We identified clinical, practical, statistical and external issues that make factorial randomised controlled trials more desirable. Clinical issues are (1) interventions can be easily co-administered; (2) risk of safety issues from co-administration above individual risks of the separate interventions is low; (3) safety or efficacy data are wanted on the combination intervention; (4) potential for interaction (e.g. effect of A differing when B administered) is low; (5) it is important to compare interventions with other interventions balanced, rather than allowing randomised interventions to affect the choice of other interventions; (6) eligibility criteria for different interventions are similar. Practical issues are (7) recruitment is not harmed by testing many interventions; (8) each intervention and associated toxicities is unlikely to reduce either adherence to the other intervention or overall follow-up; (9) blinding is easy to implement or not required. Statistical issues are (10) a suitable scale of analysis can be identified; (11) adjustment for multiplicity is not required; (12) early stopping for efficacy or lack of benefit can be done effectively. External issues are (13) adequate funding is available and (14) the trial is not intended for licensing purposes. An overarching issue (15) is that factorial design should give a lower sample size requirement than alternative designs. Across designs with varying non-adherence, retention, intervention effects and interaction effects, 2×2 factorial designs require lower sample size than a three-arm alternative when one intervention effect is reduced by no more than 24%-48% in the presence of the other intervention compared with in the absence of the other intervention.

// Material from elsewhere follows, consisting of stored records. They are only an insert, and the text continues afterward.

use crate::traits::{EmbeddingClient, LlmClient, LlmResponse};
use async_trait::async_trait;
use crosscheck_common::{CrosscheckError, Result};
use serde::{Deserialize, Serialize};
use std::time::Duration;

const OLLAMA_CONNECTION_ERROR: &str = "No running Ollama server detected. Start it with: `ollama serve` (after installing). Install instructions: https://github.com/ollama/ollama";

/// Ollama client for local model inference and embeddings.
///
/// Expects a running Ollama server (see https://github.com/ollama/ollama).
/// Construction probes the server and pulls missing models, so a ready
/// client is a usable client.
pub struct OllamaClient {
    client: reqwest::Client,
    base_url: String,
    model: String,
    embed_model: String,
}

#[derive(Deserialize)]
struct TagsResponse {
    #[serde(default)]
    models: Vec<ModelTag>,
}

#[derive(Deserialize)]
struct ModelTag {
    name: String,
}

#[derive(Serialize)]
struct GenerateRequest<'a> {
    model: &'a str,
    prompt: String,
    stream: bool,
    options: GenerateOptions,
}

#[derive(Serialize)]
struct GenerateOptions {
    #[serde(skip_serializing_if = "Option::is_none")]
    temperature: Option<f32>,
    #[serde(skip_serializing_if = "Option::is_none")]
    num_predict: Option<u32>,
}

#[derive(Deserialize)]
struct GenerateResponse {
    #[serde(default)]
    response: String,
    #[serde(default)]
    eval_count: Option<u32>,
}

#[derive(Serialize)]
struct PullRequest<'a> {
    model: &'a str,
    stream: bool,
}

#[derive(Serialize)]
struct EmbedRequest<'a> {
    model: &'a str,
    input: &'a [String],
}

#[derive(Deserialize)]
struct EmbedResponse {
    #[serde(default)]
    embeddings: Vec<Vec<f32>>,
}

impl OllamaClient {
    /// Create a new client and verify server/model availability.
    pub async fn new(base_url: String, model: String, embed_model: String) -> Result<Self> {
        let client = reqwest::Client::builder()
            .connect_timeout(Duration::from_secs(10))
            .build()
            .map_err(|e| {
                CrosscheckError::Provider(format!("Failed to create HTTP client: {}", e))
            })?;

        let ollama = Self {
            client,
            base_url: base_url.trim_end_matches('/').to_string(),
            model,
            embed_model,
        };

        let local_models = ollama.list_local_models().await?;
        for wanted in [&ollama.model, &ollama.embed_model] {
            if !local_models.iter().any(|m| m == wanted) {
                tracing::info!("Model {} not found locally, pulling...", wanted);
                ollama.pull_model(wanted).await?;
            }
        }

        Ok(ollama)
    }

    /// Server probe doubling as model inventory.
    async fn list_local_models(&self) -> Result<Vec<String>> {
        let url = format!("{}/api/tags", self.base_url);
        let resp = self
            .client
            .get(&url)
            .send()
            .await
            .map_err(|_| CrosscheckError::Provider(OLLAMA_CONNECTION_ERROR.to_string()))?;

        if !resp.status().is_success() {
            return Err(CrosscheckError::Provider(OLLAMA_CONNECTION_ERROR.to_string()));
        }

        let tags: TagsResponse = resp.json().await.map_err(|e| {
            CrosscheckError::Provider(format!("Failed to parse models response: {}", e))
        })?;
        Ok(tags.models.into_iter().map(|m| m.name).collect())
    }

    async fn pull_model(&self, model: &str) -> Result<()> {
        let url = format!("{}/api/pull", self.base_url);
        let resp = self
            .client
            .post(&url)
            .json(&PullRequest {
                model,
                stream: false,
            })
            .send()
            .await
            .map_err(|e| CrosscheckError::Provider(format!("Failed to pull model: {}", e)))?;

        if !resp.status().is_success() {
            return Err(CrosscheckError::Provider(format!(
                "Failed to pull model: HTTP {}",
                resp.status()
            )));
        }
        tracing::info!("Successfully pulled model: {}", model);
        Ok(())
    }
}

#[async_trait]
impl LlmClient for OllamaClient {
    async fn generate(
        &self,
        prompt: &str,
        system_prompt: Option<&str>,
        max_tokens: Option<u32>,
        temperature: Option<f32>,
    ) -> Result<LlmResponse> {
        let url = format!("{}/api/generate", self.base_url);

        // Ollama's plain generate endpoint takes one prompt string, so the
        // system prompt is folded in chat-transcript style.
        let full_prompt = match system_prompt {
            Some(sys) => format!("{}\n\nUser: {}\n\nAssistant:", sys, prompt),
            None => prompt.to_string(),
        };

        let request = GenerateRequest {
            model: &self.model,
            prompt: full_prompt,
            stream: false,
            options: GenerateOptions {
                temperature,
                num_predict: max_tokens,
            },
        };

        let resp = self
            .client
            .post(&url)
            .json(&request)
            .send()
            .await
            .map_err(|e| CrosscheckError::Provider(format!("Generate request failed: {}", e)))?;

        if !resp.status().is_success() {
            return Err(CrosscheckError::Provider(format!(
                "Generate failed: HTTP {}",
                resp.status()
            )));
        }

        let body: GenerateResponse = resp
            .json()
            .await
            .map_err(|e| CrosscheckError::Provider(format!("Failed to parse response: {}", e)))?;

        Ok(LlmResponse {
            text: body.response,
            model: Some(self.model.clone()),
            tokens_used: body.eval_count,
        })
    }

    async fn health_check(&self) -> Result<bool> {
        Ok(self.list_local_models().await.is_ok())
    }

    fn model_name(&self) -> &str {
        &self.model
    }
}

#[async_trait]
impl EmbeddingClient for OllamaClient {
    async fn embed(&self, texts: &[String]) -> Result<Vec<Vec<f32>>> {
        if texts.is_empty() {
            return Ok(Vec::new());
        }

        let url = format!("{}/api/embed", self.base_url);
        let resp = self
            .client
            .post(&url)
            .json(&EmbedRequest {
                model: &self.embed_model,
                input: texts,
            })
            .send()
            .await
            .map_err(|e| CrosscheckError::Provider(format!("Embed request failed: {}", e)))?;

        if !resp.status().is_success() {
            return Err(CrosscheckError::Provider(format!(
                "Embed failed: HTTP {}",
                resp.status()
            )));
        }

        let body: EmbedResponse = resp
            .json()
            .await
            .map_err(|e| CrosscheckError::Provider(format!("Failed to parse response: {}", e)))?;

        if body.embeddings.len() != texts.len() {
            return Err(CrosscheckError::Provider(format!(
                "embedding count mismatch: sent {}, got {}",
                texts.len(),
                body.embeddings.len()
            )));
        }

        Ok(body.embeddings)
    }

    fn embed_model_name(&self) -> &str {
        &self.embed_model
    }
}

Factorial designs are not widely used and should be considered more often using our issues to consider. Low potential for at most small to modest interaction is key, for example, where the interventions have different mechanisms of action or target different aspects of the disease being studied.
2×2 析因设计通过随机分配至对照组、仅 A 组、仅 B 组或 A 和 B 联合组来评估两种干预措施(A 与对照和 B 与对照)。扩展析因设计也是可能的(例如 3×3 或 2×2×2)。析因设计通常比替代的随机对照试验需要更少的资源和参与者,但它们并未广泛使用。在将其用于后期阶段之前,我们确定了考虑这种设计的研究人员需要解决的几个问题。
我们调查了 2000 年至 2022 年发表的与设计析因随机对照试验相关的期刊文章。我们根据这些文章和我们的个人经验确定了需要考虑的问题。
我们确定了使析因随机对照试验更可取的临床、实际、统计和外部问题。临床问题是(1)干预措施可以容易地共同给予;(2)共同给予的安全性问题的风险低于单独干预措施的个别风险较低;(3)需要关于联合干预措施的安全性或疗效数据;(4)相互作用的可能性(例如,给予 B 时 A 的作用不同)较低;(5)比较与其他干预措施平衡的干预措施而不是允许随机干预措施影响其他干预措施的选择很重要;(6)不同干预措施的纳入标准相似。实际问题是(7)测试许多干预措施不会损害招募;(8)每种干预措施及其相关毒性不太可能降低对另一种干预措施的依从性或整体随访;(9)容易实施或不需要盲法。统计问题是(10)可以确定合适的分析尺度;(11)不需要调整多重性;(12)可以有效地进行疗效或缺乏益处的早期停止。外部问题是(13)有足够的资金可用,(14)试验不是为了许可目的。一个总体问题(15)是析因设计应比替代设计要求更低的样本量要求。在具有不同不依从性、保留率、干预效果和相互作用效果的设计中,当与不存在另一种干预措施相比,一种干预措施的效果降低不超过 24%-48%时,2×2 析因设计比三臂替代设计需要更低的样本量。
析因设计并未广泛使用,应根据我们确定的问题更多地考虑使用。最大小到适度相互作用的潜力低是关键,例如,干预措施具有不同的作用机制或针对正在研究的疾病的不同方面。